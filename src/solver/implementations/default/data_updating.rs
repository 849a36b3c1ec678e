#![allow(non_snake_case)]
use super::DefaultSolver;
use crate::algebra::*;
use crate::solver::core::traits::{KKTSystem, Settings, Variables};
use crate::solver::core::SolverError;
use crate::solver::implementations::default::settings::DefaultSettings;
use std::iter::zip;

// Enum type allowing for flexible user input of matrix data updates.

pub enum MatrixUpdateDataSource<'a, T: FloatT> {
    CscMatrix(&'a CscMatrix<T>),
    Slice(&'a [T]),
}

impl<'a, T> From<&'a [T]> for MatrixUpdateDataSource<'a, T>
where
    T: FloatT,
{
    fn from(v: &'a [T]) -> Self {
        MatrixUpdateDataSource::Slice(v)
    }
}

impl<'a, T> From<&'a Vec<T>> for MatrixUpdateDataSource<'a, T>
where
    T: FloatT,
{
    fn from(v: &'a Vec<T>) -> Self {
        MatrixUpdateDataSource::Slice(v)
    }
}

impl<'a, T> From<&'a CscMatrix<T>> for MatrixUpdateDataSource<'a, T>
where
    T: FloatT,
{
    fn from(v: &'a CscMatrix<T>) -> Self {
        MatrixUpdateDataSource::CscMatrix(v)
    }
}

impl<T> DefaultSolver<T>
where
    T: FloatT,
{
    /// Overwrites the `q` vector data in an existing solver object.
    /// No action is taken if the input is empty.
    pub fn update_q(&mut self, q: &[T]) -> Result<(), SolverError> {
        if q.is_empty() {
            return Ok(());
        }
        if q.len() != self.data.q.len() {
            return Err(SolverError::BadProblemData("q of incompatible length"));
        }
        if !q.is_finite() {
            return Err(SolverError::BadProblemData("non-finite entries in q"));
        }

        self.data.q.copy_from(q);

        // reapply original equilibration and invalidate the norm cache
        let equil = &self.data.equilibration;
        equil.scale_q(&mut self.data.q);
        self.data.clear_normq();

        Ok(())
    }

    /// Overwrites one or both constraint bound vectors in an existing
    /// solver object.   A `None` input keeps the corresponding bound.
    pub fn update_bounds(&mut self, l: Option<&[T]>, u: Option<&[T]>) -> Result<(), SolverError> {
        let m = self.data.m;

        if let Some(l) = l {
            if l.len() != m {
                return Err(SolverError::BadProblemData("l of incompatible length"));
            }
        }
        if let Some(u) = u {
            if u.len() != m {
                return Err(SolverError::BadProblemData("u of incompatible length"));
            }
        }

        let infbound: T = crate::solver::get_infinity().as_T();
        let equil = &self.data.equilibration;

        // candidate bounds in user space, replacing only the supplied
        // sides, with the infinity mapping applied
        let mut l_new: Vec<T> = match l {
            Some(l) => l.to_vec(),
            None => {
                let mut v = self.data.l.clone();
                v.hadamard(&equil.einv);
                v
            }
        };
        let mut u_new: Vec<T> = match u {
            Some(u) => u.to_vec(),
            None => {
                let mut v = self.data.u.clone();
                v.hadamard(&equil.einv);
                v
            }
        };
        l_new.scalarop(|x| if x <= -infbound { -T::infinity() } else { x });
        u_new.scalarop(|x| if x >= infbound { T::infinity() } else { x });

        for (&li, &ui) in zip(&l_new, &u_new) {
            if li.is_nan() || ui.is_nan() || li > ui {
                return Err(SolverError::BadProblemData("lower bound exceeds upper bound"));
            }
            if li >= infbound || ui <= -infbound {
                return Err(SolverError::BadProblemData(
                    "a bound places the constraint interval at infinity",
                ));
            }
        }

        equil.scale_bounds(&mut l_new, &mut u_new);
        self.data.l = l_new;
        self.data.u = u_new;

        // bound updates can change constraint row classes, so the
        // ρ vector and preconditioner are rebuilt
        let ρ = self.variables.rho();
        self.variables
            .update_rho_vec(ρ, &self.data, &self.settings);
        self.kktsystem.update_rho(&self.variables);

        Ok(())
    }

    /// Overwrites the `P` matrix data in an existing solver object.  The input can be
    ///
    /// - a nonempty slice or Vec, overwriting the nonzero values of the original
    ///   (upper triangular) `P` while preserving its sparsity pattern, or
    ///
    /// - a `CscMatrix`, whose pattern must match the upper triangular part of
    ///   the original `P`, or
    ///
    /// - an empty slice, in which case no action is taken.
    ///
    pub fn update_P<'a, CscOrSlice: Into<MatrixUpdateDataSource<'a, T>>>(
        &mut self,
        data: CscOrSlice,
    ) -> Result<(), SolverError> {
        let data = data.into();
        match data {
            MatrixUpdateDataSource::CscMatrix(P) => {
                P.check_equal_sparsity(&self.data.P)?;
                self.update_P_slice(&P.nzval)
            }
            MatrixUpdateDataSource::Slice(v) => self.update_P_slice(v),
        }
    }

    fn update_P_slice(&mut self, v: &[T]) -> Result<(), SolverError> {
        if v.is_empty() {
            return Ok(());
        }
        if v.len() != self.data.P.nzval.len() {
            return Err(SolverError::SparseFormat(
                SparseFormatError::IncompatibleDimension,
            ));
        }
        if !v.is_finite() {
            return Err(SolverError::BadProblemData("non-finite entries in P"));
        }

        self.data.P.nzval.copy_from_slice(v);

        // reapply original equilibration
        self.data.equilibration.scale_P(&mut self.data.P);

        // refresh the backend preconditioner
        self.kktsystem.update_matrices(&self.data);
        Ok(())
    }

    /// Overwrites the `A` matrix data in an existing solver object.  Inputs
    /// follow the same rules as [`update_P`](DefaultSolver::update_P), against
    /// the sparsity pattern of the original `A`.
    pub fn update_A<'a, CscOrSlice: Into<MatrixUpdateDataSource<'a, T>>>(
        &mut self,
        data: CscOrSlice,
    ) -> Result<(), SolverError> {
        let data = data.into();
        match data {
            MatrixUpdateDataSource::CscMatrix(A) => {
                A.check_equal_sparsity(&self.data.A)?;
                self.update_A_slice(&A.nzval)
            }
            MatrixUpdateDataSource::Slice(v) => self.update_A_slice(v),
        }
    }

    fn update_A_slice(&mut self, v: &[T]) -> Result<(), SolverError> {
        if v.is_empty() {
            return Ok(());
        }
        if v.len() != self.data.A.nzval.len() {
            return Err(SolverError::SparseFormat(
                SparseFormatError::IncompatibleDimension,
            ));
        }
        if !v.is_finite() {
            return Err(SolverError::BadProblemData("non-finite entries in A"));
        }

        self.data.A.nzval.copy_from_slice(v);

        // reapply original equilibration
        self.data.equilibration.scale_A(&mut self.data.A);

        // refresh the backend preconditioner
        self.kktsystem.update_matrices(&self.data);
        Ok(())
    }

    /// Overwrites the scalar step parameter ρ and rebuilds its
    /// per-constraint expansion.
    pub fn update_rho(&mut self, rho: T) -> Result<(), SolverError> {
        if !(rho > T::zero() && rho.is_finite()) {
            return Err(SolverError::BadSettings(
                "rho must be positive and finite".to_string(),
            ));
        }

        self.variables
            .update_rho_vec(rho, &self.data, &self.settings);
        self.kktsystem.update_rho(&self.variables);
        Ok(())
    }

    /// Replaces the solver settings with a non-structural subset.
    /// Changes to `scaling`, `linear_solver_method` or `rho` are
    /// rejected; use [`update_rho`](DefaultSolver::update_rho) for the
    /// latter.
    pub fn update_settings(&mut self, settings: DefaultSettings<T>) -> Result<(), SolverError> {
        settings.validate().map_err(SolverError::BadSettings)?;

        let current = self.settings.core();
        if settings.scaling != current.scaling {
            return Err(SolverError::BadSettings(
                "scaling cannot change after setup".to_string(),
            ));
        }
        if settings.linear_solver_method != current.linear_solver_method {
            return Err(SolverError::BadSettings(
                "linear_solver_method cannot change after setup".to_string(),
            ));
        }
        if settings.rho != current.rho {
            return Err(SolverError::BadSettings(
                "use update_rho to change the step parameter".to_string(),
            ));
        }

        self.settings = settings;
        Ok(())
    }

    /// Sets the starting iterate for the next solve from a caller
    /// supplied primal and/or dual estimate, and enables the
    /// `warm_start` setting.
    pub fn warm_start(&mut self, x: Option<&[T]>, y: Option<&[T]>) -> Result<(), SolverError> {
        if let Some(x) = x {
            if x.len() != self.data.n {
                return Err(SolverError::BadProblemData("x of incompatible length"));
            }
            if !x.is_finite() {
                return Err(SolverError::BadProblemData("non-finite entries in x"));
            }
        }
        if let Some(y) = y {
            if y.len() != self.data.m {
                return Err(SolverError::BadProblemData("y of incompatible length"));
            }
            if !y.is_finite() {
                return Err(SolverError::BadProblemData("non-finite entries in y"));
            }
        }

        self.variables.initialize_from(&self.data, x, y);
        self.settings.core_mut().warm_start = true;

        Ok(())
    }
}
#![allow(non_snake_case)]

use splitqp::{algebra::*, solver::*};

#[allow(clippy::type_complexity)]
fn warm_start_data() -> (CscMatrix<f64>, Vec<f64>, CscMatrix<f64>, Vec<f64>, Vec<f64>) {
    let P = CscMatrix::from(&[
        [6., 0.], //
        [0., 4.], //
    ]);
    let q = vec![-1., -4.];
    let A = CscMatrix::from(&[
        [1., -2.], //
        [1., 0.],  //
        [0., 1.],  //
    ]);
    let l = vec![0., -1., -1.];
    let u = vec![0., 1., 1.];

    (P, q, A, l, u)
}

#[test]
fn test_warm_start_from_solution() {
    let (P, q, A, l, u) = warm_start_data();

    let settings = DefaultSettingsBuilder::default()
        .eps_abs(1e-6)
        .eps_rel(1e-6)
        .build()
        .unwrap();

    let mut solver = DefaultSolver::new(&P, &q, &A, &l, &u, settings).unwrap();
    solver.solve();
    assert_eq!(solver.solution.status, SolverStatus::Solved);

    let cold_iters = solver.solution.iterations;
    let xsol = solver.solution.x.clone();
    let ysol = solver.solution.y.clone();

    // restart from the solution: the first residual check should
    // already pass
    solver.warm_start(Some(&xsol), Some(&ysol)).unwrap();
    solver.solve();

    assert_eq!(solver.solution.status, SolverStatus::Solved);
    assert!(
        solver.solution.iterations <= cold_iters,
        "warm start took {} iterations vs cold {}",
        solver.solution.iterations,
        cold_iters
    );
    assert!(solver.solution.x.dist(&xsol) <= 1e-4);
}

#[test]
fn test_warm_start_dimension_checks() {
    let (P, q, A, l, u) = warm_start_data();
    let settings = DefaultSettings::default();
    let mut solver = DefaultSolver::new(&P, &q, &A, &l, &u, settings).unwrap();

    assert!(solver.warm_start(Some(&[1., 2., 3.]), None).is_err());
    assert!(solver.warm_start(None, Some(&[1.])).is_err());
    assert!(solver.warm_start(Some(&[0.1, 0.2]), None).is_ok());
}

#[test]
fn test_warm_start_survives_bound_perturbation() {
    let (P, q, A, l, u) = warm_start_data();

    let settings = DefaultSettingsBuilder::default()
        .eps_abs(1e-6)
        .eps_rel(1e-6)
        .build()
        .unwrap();

    let mut solver = DefaultSolver::new(&P, &q, &A, &l, &u, settings).unwrap();
    solver.solve();
    let xsol = solver.solution.x.clone();
    let ysol = solver.solution.y.clone();

    // perturb the box slightly and restart from the previous solution
    let l2 = vec![0., -1.05, -1.05];
    let u2 = vec![0., 0.95, 0.95];
    solver.update_bounds(Some(&l2), Some(&u2)).unwrap();
    solver.warm_start(Some(&xsol), Some(&ysol)).unwrap();
    solver.solve();

    assert_eq!(solver.solution.status, SolverStatus::Solved);
}

#[test]
fn test_termination_callback_interrupts() {
    let (P, q, A, l, u) = warm_start_data();

    // ask for many iterations but interrupt immediately
    let settings = DefaultSettingsBuilder::default()
        .eps_abs(1e-12)
        .eps_rel(1e-12)
        .max_iter(100000)
        .build()
        .unwrap();

    let mut solver = DefaultSolver::new(&P, &q, &A, &l, &u, settings).unwrap();
    solver.set_termination_callback(|_info: &DefaultInfo<f64>| true);
    solver.solve();

    assert_eq!(solver.solution.status, SolverStatus::Interrupted);
    assert!(solver.solution.r_prim.is_finite());

    // the callback can be removed again
    solver.unset_termination_callback();
    solver.solve();
    assert_ne!(solver.solution.status, SolverStatus::Interrupted);
}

::::

◆ Exercise brief ◆
If a line of the entries holds the word "must", copy it out.

◆ Response area ◆
    /// - a `CscMatrix`, whose pattern must match the upper triangular part of
                "rho must be positive and finite".to_string(),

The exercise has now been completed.